Friday, November 7th, 2008

When the kowhai trees flower, Otaki deer farmers the Croads have to take cover from low-flying feathered wood pigoens says The Dom Post . The fat birds are joined by big flocks of tui and bellbirds in descending on the garden from the nearby Tararua forest park in search of food and shelter. The birdsong is disturbingly raucous. They have been farming on the slopes of the Tararua Range behind Otaki for 30 years but the birdlife has only appeared in such numbers in recent years.

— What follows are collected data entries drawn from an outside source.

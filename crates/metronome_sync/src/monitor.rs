//! # Per-Thread Monitor
//!
//! A mutex/condvar pair guarding one small struct of shared fields. The
//! cores own one monitor per waiting thread (update, render, vsync,
//! event) instead of a single global lock, so the latency-sensitive vsync
//! thread never contends with heavy update/render critical sections.
//!
//! Waiters must re-check their predicate in a loop; notifiers mutate the
//! guarded fields under the lock before notifying, so a waiter either
//! observes the new value or is already parked and receives the wake.

use parking_lot::{Condvar, Mutex, MutexGuard};

/// A mutex-guarded value with an attached condition variable.
pub struct Monitor<T> {
    state: Mutex<T>,
    condvar: Condvar,
}

impl<T> Monitor<T> {
    /// Creates a monitor around an initial value.
    pub fn new(value: T) -> Self {
        Self {
            state: Mutex::new(value),
            condvar: Condvar::new(),
        }
    }

    /// Locks the guarded value.
    pub fn lock(&self) -> MutexGuard<'_, T> {
        self.state.lock()
    }

    /// Releases the guard's lock and parks until notified, re-acquiring
    /// the lock before returning. Callers wrap this in a predicate loop.
    pub fn wait(&self, guard: &mut MutexGuard<'_, T>) {
        self.condvar.wait(guard);
    }

    /// Wakes every thread parked on this monitor.
    pub fn notify_all(&self) {
        self.condvar.notify_all();
    }
}

impl<T: std::fmt::Debug> std::fmt::Debug for Monitor<T> {
    fn fmt(&self, f: &mut std::fmt::Formatter<'_>) -> std::fmt::Result {
        f.debug_struct("Monitor").field("state", &self.state).finish()
    }
}
//! # Pacing Configuration
//!
//! Loaded once at startup and handed to the sync core and controllers.
//! Runtime changes go through dedicated entry points
//! (`set_render_refresh_rate`), never by mutating this struct.

use crate::error::{ConfigError, CoreResult};
use serde::{Deserialize, Serialize};

/// Configuration for the frame-pacing core.
#[derive(Clone, Debug, PartialEq, Eq, Serialize, Deserialize)]
#[serde(default)]
pub struct PacingConfig {
    /// Display ticks consumed per rendered frame. 1 renders every vsync,
    /// 2 renders every other vsync, and so on.
    pub vsyncs_per_render: u32,
    /// How many frames the update role may prepare ahead of the render
    /// role before it is blocked (back-pressure bound).
    pub max_frames_ahead: u32,
    /// Nominal display refresh period in microseconds.
    pub frame_interval_micros: u64,
    /// Consecutive idle update frames before the core goes to sleep.
    pub idle_frames_before_sleep: u32,
    /// Interval in seconds between FPS log lines. 0 disables FPS tracking.
    pub fps_tracking_seconds: u32,
}

impl Default for PacingConfig {
    fn default() -> Self {
        Self {
            vsyncs_per_render: 1,
            max_frames_ahead: 2,
            // 60Hz
            frame_interval_micros: 16_667,
            idle_frames_before_sleep: 3,
            fps_tracking_seconds: 0,
        }
    }
}

impl PacingConfig {
    /// Parses a config from TOML text and validates it.
    ///
    /// # Errors
    ///
    /// Returns [`ConfigError::Parse`] on malformed TOML and
    /// [`ConfigError::ZeroField`] when a mandatory field is zero.
    pub fn from_toml_str(text: &str) -> CoreResult<Self> {
        let config: Self =
            toml::from_str(text).map_err(|e| ConfigError::Parse(e.to_string()))?;
        config.validate()?;
        Ok(config)
    }

    /// Checks that the configuration can actually pace frames.
    ///
    /// # Errors
    ///
    /// Returns [`ConfigError::ZeroField`] when `vsyncs_per_render`,
    /// `max_frames_ahead`, `frame_interval_micros` or
    /// `idle_frames_before_sleep` is zero.
    pub fn validate(&self) -> CoreResult<()> {
        if self.vsyncs_per_render == 0 {
            return Err(ConfigError::ZeroField {
                field: "vsyncs_per_render",
            });
        }
        if self.max_frames_ahead == 0 {
            return Err(ConfigError::ZeroField {
                field: "max_frames_ahead",
            });
        }
        if self.frame_interval_micros == 0 {
            return Err(ConfigError::ZeroField {
                field: "frame_interval_micros",
            });
        }
        if self.idle_frames_before_sleep == 0 {
            return Err(ConfigError::ZeroField {
                field: "idle_frames_before_sleep",
            });
        }
        Ok(())
    }

    /// The minimum interval between rendered frames, in microseconds.
    #[must_use]
    pub fn minimum_frame_time_interval_micros(&self) -> u64 {
        u64::from(self.vsyncs_per_render) * self.frame_interval_micros
    }
}
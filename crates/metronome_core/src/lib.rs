//! # METRONOME Core
//!
//! Shared leaf types for the METRONOME frame-pacing stack.
//!
//! The synchronization cores in `metronome_sync` coordinate three kinds of
//! collaborators, all of which are modeled here as traits so the pacing
//! protocol never depends on a concrete GPU, windowing system or scene
//! graph:
//!
//! - [`SceneEngine`]: the scene graph that is updated and rendered once per
//!   frame.
//! - [`RenderSurface`]: the opaque render target, owned by the render role
//!   except during a replacement rendezvous.
//! - [`NotificationTrigger`]: a one-way wake of the event loop.
//! - [`MarkerSink`]: an observational sink for coarse frame timestamps.
//!
//! Also home to [`PacingConfig`] (loaded once at startup) and the
//! [`TimeSource`] abstraction that keeps frame-time prediction
//! deterministic under test.

pub mod config;
pub mod error;
pub mod markers;
pub mod scene;
pub mod surface;
pub mod time;
pub mod trigger;

pub use config::PacingConfig;
pub use error::{ConfigError, CoreResult};
pub use markers::{MarkerSink, PerformanceMarker, TracingMarkerSink};
pub use scene::{RenderStatus, SceneEngine, UpdateStatus};
pub use surface::RenderSurface;
pub use time::{ManualClock, MonotonicClock, TimeSource};
pub use trigger::{ChannelTrigger, NotificationTrigger};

 Errol traces the change to the rejuvenation of the park’s native bush after an intensive possum-killing campaign. The reason for the possum cull was a tuberculosis outbreak in his deer herd. It changed Mr Croad’s life, “It knocks you financially and emotionally and leaves you questioning your abilities as a farmer.”As a longtime deer hunter he supported the Deerstalkers Association’s belief that 1080 was unacceptable; that it killed not only possums but all bird and animal life. But he wanted the possums and ferrets – carriers of the Tb that had devastated his farm – gone.

“It was the best thing that could have happened,” he says. “It zeroed the possums and killed all the ferrets and wild cats. The bush regrowth has been amazing and the bird life has exploded.” He is now a firm supporter of 1080.